## [WORK TO BE COMPLETED]
Collect every line in the records below that contains the word "body".

## [DATASET]
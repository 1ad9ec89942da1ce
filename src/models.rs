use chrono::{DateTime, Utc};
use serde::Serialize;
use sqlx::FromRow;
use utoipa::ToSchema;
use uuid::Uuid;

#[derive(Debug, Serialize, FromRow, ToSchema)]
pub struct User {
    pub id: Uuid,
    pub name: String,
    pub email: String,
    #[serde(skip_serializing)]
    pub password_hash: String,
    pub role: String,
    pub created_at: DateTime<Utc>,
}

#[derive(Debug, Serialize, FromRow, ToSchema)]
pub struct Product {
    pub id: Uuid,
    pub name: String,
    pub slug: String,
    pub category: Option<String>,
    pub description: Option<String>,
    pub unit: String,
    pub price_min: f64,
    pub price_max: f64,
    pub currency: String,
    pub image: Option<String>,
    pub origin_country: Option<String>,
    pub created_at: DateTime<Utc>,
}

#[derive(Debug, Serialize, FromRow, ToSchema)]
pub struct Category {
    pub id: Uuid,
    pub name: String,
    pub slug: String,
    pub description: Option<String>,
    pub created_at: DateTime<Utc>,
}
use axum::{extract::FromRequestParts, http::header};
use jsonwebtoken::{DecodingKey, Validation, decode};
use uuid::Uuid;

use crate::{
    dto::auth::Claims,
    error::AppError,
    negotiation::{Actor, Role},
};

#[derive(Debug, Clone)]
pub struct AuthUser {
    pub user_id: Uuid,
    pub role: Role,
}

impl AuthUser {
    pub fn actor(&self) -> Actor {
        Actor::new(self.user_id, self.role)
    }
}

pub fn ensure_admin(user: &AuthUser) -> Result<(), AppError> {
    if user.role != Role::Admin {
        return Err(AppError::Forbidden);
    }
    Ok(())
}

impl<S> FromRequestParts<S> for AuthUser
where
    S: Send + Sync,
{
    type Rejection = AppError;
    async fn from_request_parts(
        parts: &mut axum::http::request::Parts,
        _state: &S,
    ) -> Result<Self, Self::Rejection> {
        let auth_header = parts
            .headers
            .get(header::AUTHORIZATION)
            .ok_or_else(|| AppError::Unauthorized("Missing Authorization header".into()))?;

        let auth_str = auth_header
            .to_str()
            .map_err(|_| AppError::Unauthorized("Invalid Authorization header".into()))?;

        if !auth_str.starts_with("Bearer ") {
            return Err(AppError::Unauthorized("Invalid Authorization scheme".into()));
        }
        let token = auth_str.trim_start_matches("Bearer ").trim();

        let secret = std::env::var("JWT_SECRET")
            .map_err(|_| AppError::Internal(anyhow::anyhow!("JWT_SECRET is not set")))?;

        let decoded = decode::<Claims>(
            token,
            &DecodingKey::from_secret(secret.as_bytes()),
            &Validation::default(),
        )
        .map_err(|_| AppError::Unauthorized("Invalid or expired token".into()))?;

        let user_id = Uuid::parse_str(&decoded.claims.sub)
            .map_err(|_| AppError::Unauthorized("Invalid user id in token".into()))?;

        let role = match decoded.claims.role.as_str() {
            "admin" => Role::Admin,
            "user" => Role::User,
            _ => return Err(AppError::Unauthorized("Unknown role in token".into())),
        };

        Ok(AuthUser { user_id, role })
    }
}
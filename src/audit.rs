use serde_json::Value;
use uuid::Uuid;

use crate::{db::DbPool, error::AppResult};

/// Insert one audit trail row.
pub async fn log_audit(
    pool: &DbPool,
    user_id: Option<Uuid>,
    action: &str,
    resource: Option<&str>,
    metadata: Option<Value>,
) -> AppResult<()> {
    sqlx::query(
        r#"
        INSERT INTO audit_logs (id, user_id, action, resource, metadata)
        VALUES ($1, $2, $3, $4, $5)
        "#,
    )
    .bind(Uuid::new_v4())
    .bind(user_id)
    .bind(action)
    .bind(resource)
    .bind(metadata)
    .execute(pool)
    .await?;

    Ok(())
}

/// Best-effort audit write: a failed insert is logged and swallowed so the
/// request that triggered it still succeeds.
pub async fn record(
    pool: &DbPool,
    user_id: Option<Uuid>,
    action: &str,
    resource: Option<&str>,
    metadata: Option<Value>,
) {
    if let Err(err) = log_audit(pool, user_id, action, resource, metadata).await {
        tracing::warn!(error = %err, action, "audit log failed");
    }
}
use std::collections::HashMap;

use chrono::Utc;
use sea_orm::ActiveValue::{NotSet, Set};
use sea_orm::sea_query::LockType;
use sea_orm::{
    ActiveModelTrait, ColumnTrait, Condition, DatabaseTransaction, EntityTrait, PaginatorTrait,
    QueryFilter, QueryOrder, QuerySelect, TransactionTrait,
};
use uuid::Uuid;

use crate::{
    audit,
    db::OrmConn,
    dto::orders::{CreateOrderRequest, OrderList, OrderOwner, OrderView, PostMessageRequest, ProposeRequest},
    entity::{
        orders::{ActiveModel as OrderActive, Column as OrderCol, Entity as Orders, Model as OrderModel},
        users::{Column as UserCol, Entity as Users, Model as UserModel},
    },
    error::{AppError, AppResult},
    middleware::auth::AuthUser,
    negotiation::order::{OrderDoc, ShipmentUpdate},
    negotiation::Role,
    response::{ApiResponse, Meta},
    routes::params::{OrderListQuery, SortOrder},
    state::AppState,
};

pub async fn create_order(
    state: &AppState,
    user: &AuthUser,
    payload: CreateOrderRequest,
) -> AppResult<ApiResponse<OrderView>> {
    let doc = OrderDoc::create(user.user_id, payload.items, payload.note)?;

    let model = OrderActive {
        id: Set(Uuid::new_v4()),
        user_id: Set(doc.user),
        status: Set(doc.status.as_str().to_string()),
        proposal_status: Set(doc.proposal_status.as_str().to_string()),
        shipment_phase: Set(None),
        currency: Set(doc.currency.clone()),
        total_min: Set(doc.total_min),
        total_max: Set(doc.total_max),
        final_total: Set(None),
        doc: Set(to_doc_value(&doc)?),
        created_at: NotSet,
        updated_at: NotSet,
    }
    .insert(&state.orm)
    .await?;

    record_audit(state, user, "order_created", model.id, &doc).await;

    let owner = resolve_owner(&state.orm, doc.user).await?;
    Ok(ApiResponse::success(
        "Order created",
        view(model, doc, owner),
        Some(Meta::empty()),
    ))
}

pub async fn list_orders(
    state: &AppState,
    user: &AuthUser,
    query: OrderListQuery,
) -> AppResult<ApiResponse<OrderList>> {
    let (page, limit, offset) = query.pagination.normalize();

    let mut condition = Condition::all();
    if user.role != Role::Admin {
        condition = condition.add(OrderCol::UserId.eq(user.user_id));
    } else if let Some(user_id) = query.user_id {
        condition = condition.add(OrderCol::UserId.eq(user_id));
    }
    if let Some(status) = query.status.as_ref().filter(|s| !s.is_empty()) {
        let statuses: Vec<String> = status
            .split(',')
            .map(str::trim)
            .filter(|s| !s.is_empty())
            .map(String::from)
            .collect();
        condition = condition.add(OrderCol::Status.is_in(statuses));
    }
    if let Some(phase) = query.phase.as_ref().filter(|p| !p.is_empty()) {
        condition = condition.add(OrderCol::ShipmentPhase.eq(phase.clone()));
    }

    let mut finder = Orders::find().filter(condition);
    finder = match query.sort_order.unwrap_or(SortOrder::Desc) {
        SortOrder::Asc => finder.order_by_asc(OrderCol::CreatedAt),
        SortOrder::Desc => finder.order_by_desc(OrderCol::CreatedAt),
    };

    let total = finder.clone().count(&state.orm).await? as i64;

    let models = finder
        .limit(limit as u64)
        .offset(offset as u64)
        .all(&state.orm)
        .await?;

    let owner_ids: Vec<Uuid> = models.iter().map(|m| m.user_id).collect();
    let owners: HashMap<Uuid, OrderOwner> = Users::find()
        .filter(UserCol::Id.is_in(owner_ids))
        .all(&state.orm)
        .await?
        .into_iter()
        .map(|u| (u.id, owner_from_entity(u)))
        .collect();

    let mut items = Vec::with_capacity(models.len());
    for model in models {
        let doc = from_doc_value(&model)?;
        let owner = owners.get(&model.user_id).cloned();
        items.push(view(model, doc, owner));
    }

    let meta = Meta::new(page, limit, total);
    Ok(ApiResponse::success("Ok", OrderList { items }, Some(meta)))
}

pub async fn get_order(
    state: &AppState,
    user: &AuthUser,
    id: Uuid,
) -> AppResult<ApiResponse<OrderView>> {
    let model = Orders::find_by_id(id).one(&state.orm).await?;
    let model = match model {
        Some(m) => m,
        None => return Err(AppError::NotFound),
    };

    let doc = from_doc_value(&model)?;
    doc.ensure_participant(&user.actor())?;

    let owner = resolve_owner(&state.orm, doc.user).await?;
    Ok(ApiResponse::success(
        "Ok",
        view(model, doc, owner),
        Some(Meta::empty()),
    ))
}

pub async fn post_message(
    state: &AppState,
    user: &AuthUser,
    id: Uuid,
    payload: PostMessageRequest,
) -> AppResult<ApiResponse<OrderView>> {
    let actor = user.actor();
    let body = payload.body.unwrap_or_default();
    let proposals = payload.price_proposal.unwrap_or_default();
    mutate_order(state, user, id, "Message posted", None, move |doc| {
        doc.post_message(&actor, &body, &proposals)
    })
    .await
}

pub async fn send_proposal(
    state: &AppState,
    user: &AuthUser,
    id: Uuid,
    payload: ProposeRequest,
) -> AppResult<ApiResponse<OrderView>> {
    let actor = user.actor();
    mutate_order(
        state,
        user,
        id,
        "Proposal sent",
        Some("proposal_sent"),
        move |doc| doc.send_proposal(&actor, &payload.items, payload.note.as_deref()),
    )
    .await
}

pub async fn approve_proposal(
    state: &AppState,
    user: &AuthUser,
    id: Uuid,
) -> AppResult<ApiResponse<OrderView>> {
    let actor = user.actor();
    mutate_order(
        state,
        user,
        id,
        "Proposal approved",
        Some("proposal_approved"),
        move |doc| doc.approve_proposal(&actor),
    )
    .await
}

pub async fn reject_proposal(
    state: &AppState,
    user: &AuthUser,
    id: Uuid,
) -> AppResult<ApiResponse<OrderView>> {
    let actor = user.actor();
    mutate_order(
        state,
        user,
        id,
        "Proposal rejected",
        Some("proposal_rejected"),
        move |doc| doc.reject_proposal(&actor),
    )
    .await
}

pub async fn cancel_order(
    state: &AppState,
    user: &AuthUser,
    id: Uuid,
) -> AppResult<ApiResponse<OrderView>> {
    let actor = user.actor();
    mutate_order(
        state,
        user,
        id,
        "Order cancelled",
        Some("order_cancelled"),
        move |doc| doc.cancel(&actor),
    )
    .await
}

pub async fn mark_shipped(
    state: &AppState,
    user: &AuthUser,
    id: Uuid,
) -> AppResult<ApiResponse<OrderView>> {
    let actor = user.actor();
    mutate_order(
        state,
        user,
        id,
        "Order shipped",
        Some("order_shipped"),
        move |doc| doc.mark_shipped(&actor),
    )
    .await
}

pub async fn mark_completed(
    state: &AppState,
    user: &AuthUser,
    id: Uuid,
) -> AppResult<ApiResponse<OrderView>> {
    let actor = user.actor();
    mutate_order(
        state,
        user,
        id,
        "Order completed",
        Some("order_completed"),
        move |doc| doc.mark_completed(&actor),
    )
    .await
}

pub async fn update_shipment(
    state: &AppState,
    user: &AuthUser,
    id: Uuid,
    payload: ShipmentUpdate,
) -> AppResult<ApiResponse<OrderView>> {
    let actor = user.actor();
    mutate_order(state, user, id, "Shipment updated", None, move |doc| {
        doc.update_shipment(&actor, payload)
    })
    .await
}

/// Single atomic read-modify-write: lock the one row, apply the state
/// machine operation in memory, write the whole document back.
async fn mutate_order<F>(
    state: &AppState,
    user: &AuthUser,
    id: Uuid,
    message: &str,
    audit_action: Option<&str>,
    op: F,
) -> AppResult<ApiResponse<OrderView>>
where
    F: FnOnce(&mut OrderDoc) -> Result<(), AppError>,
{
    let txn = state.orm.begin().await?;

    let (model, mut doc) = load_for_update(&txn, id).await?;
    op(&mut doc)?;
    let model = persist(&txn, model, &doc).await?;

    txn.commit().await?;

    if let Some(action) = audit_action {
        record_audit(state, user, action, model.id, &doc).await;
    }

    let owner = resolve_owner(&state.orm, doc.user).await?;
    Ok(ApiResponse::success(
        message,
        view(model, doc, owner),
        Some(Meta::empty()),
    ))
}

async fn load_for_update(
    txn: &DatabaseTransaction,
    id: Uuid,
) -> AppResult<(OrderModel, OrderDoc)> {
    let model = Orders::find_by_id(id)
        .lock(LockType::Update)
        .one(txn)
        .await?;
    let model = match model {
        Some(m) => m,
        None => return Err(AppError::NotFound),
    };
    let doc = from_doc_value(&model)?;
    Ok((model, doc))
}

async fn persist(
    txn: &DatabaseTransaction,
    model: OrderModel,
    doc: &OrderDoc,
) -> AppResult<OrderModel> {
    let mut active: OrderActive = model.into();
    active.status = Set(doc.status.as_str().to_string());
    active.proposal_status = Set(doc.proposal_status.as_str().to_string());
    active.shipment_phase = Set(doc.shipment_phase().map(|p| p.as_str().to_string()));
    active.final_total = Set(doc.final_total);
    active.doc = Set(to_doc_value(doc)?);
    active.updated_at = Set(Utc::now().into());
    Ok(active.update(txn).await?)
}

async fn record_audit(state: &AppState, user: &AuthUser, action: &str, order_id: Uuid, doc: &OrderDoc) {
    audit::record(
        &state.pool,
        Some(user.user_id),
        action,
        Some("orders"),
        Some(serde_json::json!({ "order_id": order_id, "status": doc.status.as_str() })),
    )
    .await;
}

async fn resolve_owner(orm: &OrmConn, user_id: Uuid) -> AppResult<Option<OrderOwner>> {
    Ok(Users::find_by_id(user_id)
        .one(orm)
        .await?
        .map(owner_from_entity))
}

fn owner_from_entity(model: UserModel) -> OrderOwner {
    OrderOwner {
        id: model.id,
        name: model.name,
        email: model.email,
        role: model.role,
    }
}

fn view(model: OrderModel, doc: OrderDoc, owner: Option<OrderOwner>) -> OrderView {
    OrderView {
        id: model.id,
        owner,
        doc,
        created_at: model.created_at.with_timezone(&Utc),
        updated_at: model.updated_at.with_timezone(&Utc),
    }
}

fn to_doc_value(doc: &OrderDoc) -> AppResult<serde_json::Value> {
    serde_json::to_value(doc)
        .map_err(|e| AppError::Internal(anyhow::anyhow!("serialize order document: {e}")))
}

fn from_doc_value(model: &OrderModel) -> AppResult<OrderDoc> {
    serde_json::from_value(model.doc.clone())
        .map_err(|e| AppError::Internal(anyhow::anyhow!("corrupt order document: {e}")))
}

## [SOLUTION TO THIS EXERCISE]
    let body = payload.body.unwrap_or_default();
        doc.post_message(&actor, &body, &proposals)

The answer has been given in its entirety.